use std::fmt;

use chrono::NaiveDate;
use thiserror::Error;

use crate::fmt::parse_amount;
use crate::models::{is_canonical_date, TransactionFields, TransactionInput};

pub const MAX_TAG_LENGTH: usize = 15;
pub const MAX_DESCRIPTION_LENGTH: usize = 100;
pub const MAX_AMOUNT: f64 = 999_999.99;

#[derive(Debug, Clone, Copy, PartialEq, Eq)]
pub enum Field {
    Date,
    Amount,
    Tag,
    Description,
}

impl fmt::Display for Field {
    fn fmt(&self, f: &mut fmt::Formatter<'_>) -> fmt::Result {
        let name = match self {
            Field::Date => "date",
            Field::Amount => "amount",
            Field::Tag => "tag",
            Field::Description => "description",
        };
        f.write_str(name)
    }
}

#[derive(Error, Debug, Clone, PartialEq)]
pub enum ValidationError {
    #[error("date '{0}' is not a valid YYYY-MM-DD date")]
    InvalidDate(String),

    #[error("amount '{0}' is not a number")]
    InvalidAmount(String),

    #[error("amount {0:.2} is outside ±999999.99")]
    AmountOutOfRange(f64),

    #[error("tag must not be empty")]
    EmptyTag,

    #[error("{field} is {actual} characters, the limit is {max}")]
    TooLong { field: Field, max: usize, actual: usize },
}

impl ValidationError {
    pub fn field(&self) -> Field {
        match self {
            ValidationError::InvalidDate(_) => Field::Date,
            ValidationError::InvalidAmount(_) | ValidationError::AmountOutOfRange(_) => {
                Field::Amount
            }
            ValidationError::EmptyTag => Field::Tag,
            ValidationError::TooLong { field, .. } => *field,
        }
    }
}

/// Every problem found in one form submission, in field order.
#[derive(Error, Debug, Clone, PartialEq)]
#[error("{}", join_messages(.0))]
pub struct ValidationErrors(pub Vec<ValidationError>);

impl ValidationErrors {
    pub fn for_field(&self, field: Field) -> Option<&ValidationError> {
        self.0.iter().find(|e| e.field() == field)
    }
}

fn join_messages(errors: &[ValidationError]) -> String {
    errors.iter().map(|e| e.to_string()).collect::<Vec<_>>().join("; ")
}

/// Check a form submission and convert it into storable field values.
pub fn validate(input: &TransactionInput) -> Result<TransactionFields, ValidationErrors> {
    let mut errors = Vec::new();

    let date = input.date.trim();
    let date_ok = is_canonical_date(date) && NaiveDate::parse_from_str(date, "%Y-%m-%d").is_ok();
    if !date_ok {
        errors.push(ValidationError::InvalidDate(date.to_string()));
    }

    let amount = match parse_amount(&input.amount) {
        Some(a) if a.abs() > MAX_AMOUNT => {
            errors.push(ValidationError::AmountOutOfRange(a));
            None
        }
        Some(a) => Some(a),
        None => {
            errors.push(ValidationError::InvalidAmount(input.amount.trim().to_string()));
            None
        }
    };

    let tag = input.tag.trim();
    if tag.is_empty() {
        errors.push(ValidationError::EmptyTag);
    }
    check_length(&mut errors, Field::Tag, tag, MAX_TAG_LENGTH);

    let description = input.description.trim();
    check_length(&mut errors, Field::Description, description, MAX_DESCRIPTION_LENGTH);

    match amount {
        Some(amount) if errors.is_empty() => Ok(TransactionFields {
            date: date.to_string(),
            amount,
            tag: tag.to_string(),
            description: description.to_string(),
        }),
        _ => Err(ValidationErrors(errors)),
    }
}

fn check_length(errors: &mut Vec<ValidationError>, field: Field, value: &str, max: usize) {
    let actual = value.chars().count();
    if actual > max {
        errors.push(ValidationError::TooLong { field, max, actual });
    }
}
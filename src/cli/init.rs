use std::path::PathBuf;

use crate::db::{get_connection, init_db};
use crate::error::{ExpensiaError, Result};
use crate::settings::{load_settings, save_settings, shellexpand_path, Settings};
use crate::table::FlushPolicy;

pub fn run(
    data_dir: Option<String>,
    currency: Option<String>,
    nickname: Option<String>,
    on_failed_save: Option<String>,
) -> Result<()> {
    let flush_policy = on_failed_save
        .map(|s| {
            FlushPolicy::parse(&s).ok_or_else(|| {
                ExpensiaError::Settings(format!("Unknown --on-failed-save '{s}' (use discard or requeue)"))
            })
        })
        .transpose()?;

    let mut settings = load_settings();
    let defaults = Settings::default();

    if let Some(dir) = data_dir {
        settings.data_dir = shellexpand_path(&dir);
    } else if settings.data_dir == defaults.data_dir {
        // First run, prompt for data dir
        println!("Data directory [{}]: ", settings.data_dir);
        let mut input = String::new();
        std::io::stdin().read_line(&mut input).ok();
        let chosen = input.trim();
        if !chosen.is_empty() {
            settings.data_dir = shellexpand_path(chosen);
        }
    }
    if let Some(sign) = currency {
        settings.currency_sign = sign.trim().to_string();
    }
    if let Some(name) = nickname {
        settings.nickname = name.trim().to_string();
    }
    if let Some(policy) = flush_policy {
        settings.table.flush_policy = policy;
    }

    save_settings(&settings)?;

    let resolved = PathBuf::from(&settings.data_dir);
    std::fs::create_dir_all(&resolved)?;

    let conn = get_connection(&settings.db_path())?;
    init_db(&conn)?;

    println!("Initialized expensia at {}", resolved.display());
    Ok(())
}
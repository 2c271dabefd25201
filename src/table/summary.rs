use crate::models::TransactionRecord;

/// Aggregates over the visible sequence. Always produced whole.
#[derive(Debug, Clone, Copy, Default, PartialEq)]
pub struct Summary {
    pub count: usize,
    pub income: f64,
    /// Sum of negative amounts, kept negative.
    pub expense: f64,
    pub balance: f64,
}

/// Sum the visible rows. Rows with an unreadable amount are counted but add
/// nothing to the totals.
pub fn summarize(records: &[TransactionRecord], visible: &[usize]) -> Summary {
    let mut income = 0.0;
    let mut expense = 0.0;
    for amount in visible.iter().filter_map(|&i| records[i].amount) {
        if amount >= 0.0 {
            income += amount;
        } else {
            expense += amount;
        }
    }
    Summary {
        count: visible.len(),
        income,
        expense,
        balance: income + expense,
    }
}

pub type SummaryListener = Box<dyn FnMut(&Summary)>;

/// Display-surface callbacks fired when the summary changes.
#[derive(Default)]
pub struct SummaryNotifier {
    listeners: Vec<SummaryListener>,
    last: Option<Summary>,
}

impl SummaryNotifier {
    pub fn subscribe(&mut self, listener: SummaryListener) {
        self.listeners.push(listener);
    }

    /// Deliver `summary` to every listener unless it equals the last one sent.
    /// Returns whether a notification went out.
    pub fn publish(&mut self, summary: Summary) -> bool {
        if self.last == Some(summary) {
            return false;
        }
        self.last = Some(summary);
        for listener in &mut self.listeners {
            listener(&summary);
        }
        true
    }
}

------------------------

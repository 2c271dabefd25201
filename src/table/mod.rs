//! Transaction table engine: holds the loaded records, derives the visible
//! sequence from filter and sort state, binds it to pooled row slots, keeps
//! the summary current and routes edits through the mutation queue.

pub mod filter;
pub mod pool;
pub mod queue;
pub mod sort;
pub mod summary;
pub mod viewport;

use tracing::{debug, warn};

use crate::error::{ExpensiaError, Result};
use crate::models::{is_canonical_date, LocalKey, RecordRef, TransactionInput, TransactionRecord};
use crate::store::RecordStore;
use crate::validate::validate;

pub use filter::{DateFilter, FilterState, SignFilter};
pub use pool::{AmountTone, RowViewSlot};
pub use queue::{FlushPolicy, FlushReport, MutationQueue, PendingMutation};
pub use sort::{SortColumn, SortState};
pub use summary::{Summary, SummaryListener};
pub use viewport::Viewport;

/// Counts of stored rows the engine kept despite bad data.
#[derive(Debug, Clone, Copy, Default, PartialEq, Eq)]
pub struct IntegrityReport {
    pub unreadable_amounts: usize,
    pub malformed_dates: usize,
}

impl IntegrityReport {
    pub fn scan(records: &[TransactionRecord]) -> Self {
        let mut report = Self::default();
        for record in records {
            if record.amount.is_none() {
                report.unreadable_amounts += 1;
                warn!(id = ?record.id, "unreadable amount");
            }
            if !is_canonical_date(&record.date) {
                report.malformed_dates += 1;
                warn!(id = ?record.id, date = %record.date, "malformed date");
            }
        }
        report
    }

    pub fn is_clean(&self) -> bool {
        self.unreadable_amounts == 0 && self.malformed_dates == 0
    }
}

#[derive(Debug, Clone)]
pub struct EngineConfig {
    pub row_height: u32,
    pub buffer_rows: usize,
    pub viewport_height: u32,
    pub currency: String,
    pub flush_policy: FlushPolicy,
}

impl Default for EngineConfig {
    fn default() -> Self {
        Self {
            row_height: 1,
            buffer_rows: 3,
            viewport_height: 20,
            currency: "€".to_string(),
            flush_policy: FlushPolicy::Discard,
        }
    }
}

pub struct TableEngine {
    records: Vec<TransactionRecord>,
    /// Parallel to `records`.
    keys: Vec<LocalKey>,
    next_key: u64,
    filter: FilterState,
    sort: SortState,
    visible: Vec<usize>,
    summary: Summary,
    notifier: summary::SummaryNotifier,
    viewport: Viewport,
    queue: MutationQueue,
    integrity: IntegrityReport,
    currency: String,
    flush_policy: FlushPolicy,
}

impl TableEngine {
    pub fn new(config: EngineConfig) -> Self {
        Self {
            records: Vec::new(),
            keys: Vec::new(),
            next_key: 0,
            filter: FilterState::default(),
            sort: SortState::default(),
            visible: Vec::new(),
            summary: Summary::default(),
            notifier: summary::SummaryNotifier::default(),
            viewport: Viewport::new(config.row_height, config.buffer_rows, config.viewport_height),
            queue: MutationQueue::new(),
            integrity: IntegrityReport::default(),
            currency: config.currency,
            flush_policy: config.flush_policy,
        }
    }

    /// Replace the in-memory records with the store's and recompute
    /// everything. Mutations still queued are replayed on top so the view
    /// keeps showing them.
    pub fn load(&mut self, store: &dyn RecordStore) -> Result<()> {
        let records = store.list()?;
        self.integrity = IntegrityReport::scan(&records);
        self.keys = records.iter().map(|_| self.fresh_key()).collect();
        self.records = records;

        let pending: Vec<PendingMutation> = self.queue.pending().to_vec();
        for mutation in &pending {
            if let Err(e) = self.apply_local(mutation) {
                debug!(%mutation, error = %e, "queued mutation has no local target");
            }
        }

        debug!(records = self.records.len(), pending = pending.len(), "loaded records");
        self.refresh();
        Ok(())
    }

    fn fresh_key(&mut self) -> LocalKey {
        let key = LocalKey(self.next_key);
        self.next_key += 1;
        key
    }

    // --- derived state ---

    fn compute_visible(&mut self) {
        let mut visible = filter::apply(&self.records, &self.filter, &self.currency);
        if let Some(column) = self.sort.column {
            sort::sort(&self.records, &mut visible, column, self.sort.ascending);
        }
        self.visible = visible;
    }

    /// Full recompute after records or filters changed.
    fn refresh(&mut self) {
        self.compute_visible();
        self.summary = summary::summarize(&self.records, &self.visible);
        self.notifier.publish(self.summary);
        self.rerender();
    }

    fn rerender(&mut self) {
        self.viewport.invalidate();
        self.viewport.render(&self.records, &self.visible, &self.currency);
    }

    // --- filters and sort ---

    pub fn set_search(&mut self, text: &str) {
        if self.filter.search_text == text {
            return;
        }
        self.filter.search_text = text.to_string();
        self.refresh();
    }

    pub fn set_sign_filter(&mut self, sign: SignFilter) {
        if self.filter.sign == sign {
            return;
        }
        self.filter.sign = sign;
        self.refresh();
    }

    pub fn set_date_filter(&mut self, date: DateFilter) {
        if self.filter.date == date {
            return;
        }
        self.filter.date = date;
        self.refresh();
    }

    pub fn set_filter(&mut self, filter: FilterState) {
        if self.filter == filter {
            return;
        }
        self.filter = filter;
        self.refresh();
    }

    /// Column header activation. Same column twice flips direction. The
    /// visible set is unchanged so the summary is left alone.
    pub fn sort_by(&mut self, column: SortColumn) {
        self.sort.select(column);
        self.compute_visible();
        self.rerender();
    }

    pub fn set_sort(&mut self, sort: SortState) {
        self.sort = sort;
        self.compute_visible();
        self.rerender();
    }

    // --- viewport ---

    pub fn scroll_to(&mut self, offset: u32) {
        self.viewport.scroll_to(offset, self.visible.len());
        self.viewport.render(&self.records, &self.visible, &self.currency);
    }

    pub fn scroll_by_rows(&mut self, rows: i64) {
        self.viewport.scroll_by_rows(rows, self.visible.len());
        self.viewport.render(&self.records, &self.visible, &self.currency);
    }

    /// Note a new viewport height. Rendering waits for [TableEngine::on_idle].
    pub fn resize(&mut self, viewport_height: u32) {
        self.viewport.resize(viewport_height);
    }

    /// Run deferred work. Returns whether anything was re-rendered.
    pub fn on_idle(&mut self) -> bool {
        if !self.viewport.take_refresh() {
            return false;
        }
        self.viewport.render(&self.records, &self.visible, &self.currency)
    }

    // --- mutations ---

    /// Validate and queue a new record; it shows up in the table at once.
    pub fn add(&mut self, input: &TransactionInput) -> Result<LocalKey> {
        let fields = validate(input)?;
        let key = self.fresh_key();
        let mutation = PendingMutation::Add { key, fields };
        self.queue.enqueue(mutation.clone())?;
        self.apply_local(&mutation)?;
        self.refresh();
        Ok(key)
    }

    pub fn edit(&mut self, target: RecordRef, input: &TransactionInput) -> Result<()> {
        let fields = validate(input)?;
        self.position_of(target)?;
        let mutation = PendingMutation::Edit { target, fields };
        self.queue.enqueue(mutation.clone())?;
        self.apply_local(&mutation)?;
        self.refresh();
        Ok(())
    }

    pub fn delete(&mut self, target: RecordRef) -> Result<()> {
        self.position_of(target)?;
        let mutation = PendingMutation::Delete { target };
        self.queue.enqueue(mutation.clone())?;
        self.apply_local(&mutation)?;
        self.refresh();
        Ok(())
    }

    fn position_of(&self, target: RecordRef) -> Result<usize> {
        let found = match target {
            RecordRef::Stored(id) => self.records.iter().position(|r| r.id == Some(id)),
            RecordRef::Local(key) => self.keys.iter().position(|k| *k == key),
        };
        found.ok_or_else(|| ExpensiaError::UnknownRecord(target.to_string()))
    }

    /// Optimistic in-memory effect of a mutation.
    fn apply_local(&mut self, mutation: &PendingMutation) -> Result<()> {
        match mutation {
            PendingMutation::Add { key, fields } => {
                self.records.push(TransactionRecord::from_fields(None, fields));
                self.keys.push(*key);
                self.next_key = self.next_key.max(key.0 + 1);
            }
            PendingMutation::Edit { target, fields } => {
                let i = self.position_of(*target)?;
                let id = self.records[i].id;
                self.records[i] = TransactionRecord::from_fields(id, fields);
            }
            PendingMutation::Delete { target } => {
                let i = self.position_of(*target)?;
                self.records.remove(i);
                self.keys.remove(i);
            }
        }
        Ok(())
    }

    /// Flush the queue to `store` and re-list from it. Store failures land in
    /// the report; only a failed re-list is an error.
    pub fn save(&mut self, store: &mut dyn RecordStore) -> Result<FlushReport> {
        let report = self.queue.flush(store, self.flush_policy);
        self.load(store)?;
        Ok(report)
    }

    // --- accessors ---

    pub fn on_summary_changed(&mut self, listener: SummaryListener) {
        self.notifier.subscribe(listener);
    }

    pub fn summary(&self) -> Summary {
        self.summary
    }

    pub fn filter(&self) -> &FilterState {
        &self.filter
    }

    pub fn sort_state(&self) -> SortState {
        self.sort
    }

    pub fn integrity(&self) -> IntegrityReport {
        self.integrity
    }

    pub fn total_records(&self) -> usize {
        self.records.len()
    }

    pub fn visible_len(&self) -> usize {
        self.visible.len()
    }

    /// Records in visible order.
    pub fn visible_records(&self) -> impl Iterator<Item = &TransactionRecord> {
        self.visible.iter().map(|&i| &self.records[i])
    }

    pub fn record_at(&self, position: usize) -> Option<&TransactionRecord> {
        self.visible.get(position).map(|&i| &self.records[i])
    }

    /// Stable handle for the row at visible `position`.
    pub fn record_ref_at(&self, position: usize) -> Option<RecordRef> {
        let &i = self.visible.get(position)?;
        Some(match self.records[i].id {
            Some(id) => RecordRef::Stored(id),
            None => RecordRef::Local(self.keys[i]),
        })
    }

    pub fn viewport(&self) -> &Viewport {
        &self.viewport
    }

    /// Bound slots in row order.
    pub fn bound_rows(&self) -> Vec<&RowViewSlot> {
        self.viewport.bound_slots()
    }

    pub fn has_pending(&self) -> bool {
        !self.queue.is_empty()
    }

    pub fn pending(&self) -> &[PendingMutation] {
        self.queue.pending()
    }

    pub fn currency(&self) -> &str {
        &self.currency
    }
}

------------------------

WORK TASK:
Set down again, word for word, the stretch of records from the line with "pub fn filter(&self)" to the line with "pub fn total_records(&self)", both of those lines included.

PROBLEM SOLUTION:
    pub fn filter(&self) -> &FilterState {
        &self.filter
    }

    pub fn sort_state(&self) -> SortState {
        self.sort
    }

    pub fn integrity(&self) -> IntegrityReport {
        self.integrity
    }

    pub fn total_records(&self) -> usize {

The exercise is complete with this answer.